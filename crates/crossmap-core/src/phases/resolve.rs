//! Phase 3: pairwise resolution between standards.

use std::collections::{BTreeMap, BTreeSet};
use std::fmt;

use crate::config::{MappingConfig, ResolutionMode};
use crate::error::{CrossmapError, Result};
use crate::graph::hub_index::HubIndex;
use crate::graph::identifier::ControlId;
use crate::graph::link_index::DirectIndex;
use crate::graph::relationship_set::RelationshipSet;

/// Order-independent name of a standard pair: alphabetically earlier first.
#[derive(Debug, Clone, PartialEq, Eq, PartialOrd, Ord, Hash)]
pub struct PairKey {
    pub first: String,
    pub second: String,
}

impl PairKey {
    pub fn new(a: &str, b: &str) -> Self {
        let (first, second) = if a <= b { (a, b) } else { (b, a) };
        Self {
            first: first.to_string(),
            second: second.to_string(),
        }
    }

    /// `{first}_vs_{second}`, the stem of the exported file.
    pub fn file_stem(&self) -> String {
        format!("{}_vs_{}", self.first, self.second)
    }
}

impl fmt::Display for PairKey {
    fn fmt(&self, f: &mut fmt::Formatter<'_>) -> fmt::Result {
        f.write_str(&self.file_stem())
    }
}

/// Every item of `primary` mapped to its related items of `secondary`.
#[derive(Debug, Clone, PartialEq, Eq)]
pub struct PairwiseMapping {
    primary: String,
    secondary: String,
    entries: BTreeMap<ControlId, BTreeSet<ControlId>>,
}

impl PairwiseMapping {
    pub fn primary(&self) -> &str {
        &self.primary
    }

    pub fn secondary(&self) -> &str {
        &self.secondary
    }

    pub fn key(&self) -> PairKey {
        PairKey::new(&self.primary, &self.secondary)
    }

    /// Whether the primary standard is the alphabetically earlier one.
    pub(crate) fn is_canonical(&self) -> bool {
        self.primary <= self.secondary
    }

    pub fn entries(&self) -> &BTreeMap<ControlId, BTreeSet<ControlId>> {
        &self.entries
    }

    /// Related items for a primary item given as text; `None` if it is not a key.
    pub fn related(&self, item: &str) -> Option<&BTreeSet<ControlId>> {
        ControlId::new(item).and_then(|id| self.entries.get(&id))
    }

    /// Every `(primary_item, secondary_item)` association, in export order.
    pub fn associations(&self) -> impl Iterator<Item = (&ControlId, &ControlId)> {
        self.entries
            .iter()
            .flat_map(|(a, related)| related.iter().map(move |b| (a, b)))
    }

    pub fn association_count(&self) -> usize {
        self.entries.values().map(|r| r.len()).sum()
    }

    pub fn has_associations(&self) -> bool {
        self.entries.values().any(|r| !r.is_empty())
    }
}

/// Lookup tables built once per run and shared by every pair.
#[derive(Debug, Clone)]
pub enum ResolutionIndex {
    Hub(HubIndex),
    Direct(DirectIndex),
}

impl ResolutionIndex {
    /// Hub-mediated tables; the hub must be a known standard.
    pub fn hub(set: &RelationshipSet, hub: &str) -> Result<Self> {
        if !set.has_standard(hub) {
            return Err(CrossmapError::InvalidStandard(hub.to_string()));
        }
        Ok(Self::Hub(HubIndex::build(hub, set.links())))
    }

    pub fn direct(set: &RelationshipSet) -> Self {
        Self::Direct(DirectIndex::build(set.links()))
    }

    pub fn from_config(set: &RelationshipSet, config: &MappingConfig) -> Result<Self> {
        match config.mode {
            ResolutionMode::Hub => Self::hub(set, &config.hub),
            ResolutionMode::Direct => Ok(Self::direct(set)),
        }
    }

    pub fn mode(&self) -> ResolutionMode {
        match self {
            Self::Hub(_) => ResolutionMode::Hub,
            Self::Direct(_) => ResolutionMode::Direct,
        }
    }
}

/// Resolves standard pairs against a relationship set and its index.
///
/// Both are borrowed immutably for the resolver's whole lifetime, so neither
/// can change between two pairs of the same pass.
pub struct PairwiseResolver<'a> {
    set: &'a RelationshipSet,
    index: &'a ResolutionIndex,
}

impl<'a> PairwiseResolver<'a> {
    pub fn new(set: &'a RelationshipSet, index: &'a ResolutionIndex) -> Self {
        Self { set, index }
    }

    pub fn hub(&self) -> Option<&str> {
        match self.index {
            ResolutionIndex::Hub(hub) => Some(hub.hub()),
            ResolutionIndex::Direct(_) => None,
        }
    }

    fn check_pair(&self, a: &str, b: &str) -> Result<()> {
        for standard in [a, b] {
            if !self.set.has_standard(standard) {
                return Err(CrossmapError::InvalidStandard(standard.to_string()));
            }
        }
        if a == b {
            return Err(CrossmapError::InvalidPairing(a.to_string()));
        }
        Ok(())
    }

    /// Map every item of `primary` to its related items of `secondary`.
    pub fn resolve(&self, primary: &str, secondary: &str) -> Result<PairwiseMapping> {
        self.check_pair(primary, secondary)?;

        let items = self.set.identifiers(primary).into_iter().flatten();
        let entries = items
            .map(|item| (item.clone(), self.related(primary, item, secondary)))
            .collect();

        Ok(PairwiseMapping {
            primary: primary.to_string(),
            secondary: secondary.to_string(),
            entries,
        })
    }

    /// Resolve with the alphabetically earlier standard as primary.
    pub fn resolve_canonical(&self, a: &str, b: &str) -> Result<PairwiseMapping> {
        let key = PairKey::new(a, b);
        self.resolve(&key.first, &key.second)
    }

    /// Every unordered pair once, canonical orientation, in key order.
    pub fn resolve_all(&self) -> Result<Vec<PairwiseMapping>> {
        let standards: Vec<&str> = self.set.standards().collect();
        let mut out = Vec::new();
        for (i, a) in standards.iter().enumerate() {
            for b in &standards[i + 1..] {
                out.push(self.resolve(a, b)?);
            }
        }
        Ok(out)
    }

    fn related(&self, primary: &str, item: &ControlId, secondary: &str) -> BTreeSet<ControlId> {
        match self.index {
            ResolutionIndex::Hub(index) => {
                if primary == index.hub() {
                    index.peers_of(item, secondary).cloned().unwrap_or_default()
                } else if secondary == index.hub() {
                    index.hubs_of(primary, item).cloned().unwrap_or_default()
                } else {
                    index.composed(primary, item, secondary)
                }
            }
            ResolutionIndex::Direct(index) => index
                .related(primary, item, secondary)
                .cloned()
                .unwrap_or_default(),
        }
    }
}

Problem requirements:
Return every line holding the word "pairs" from the records.

Answer to this problem:
/// Resolves standard pairs against a relationship set and its index.
/// can change between two pairs of the same pass.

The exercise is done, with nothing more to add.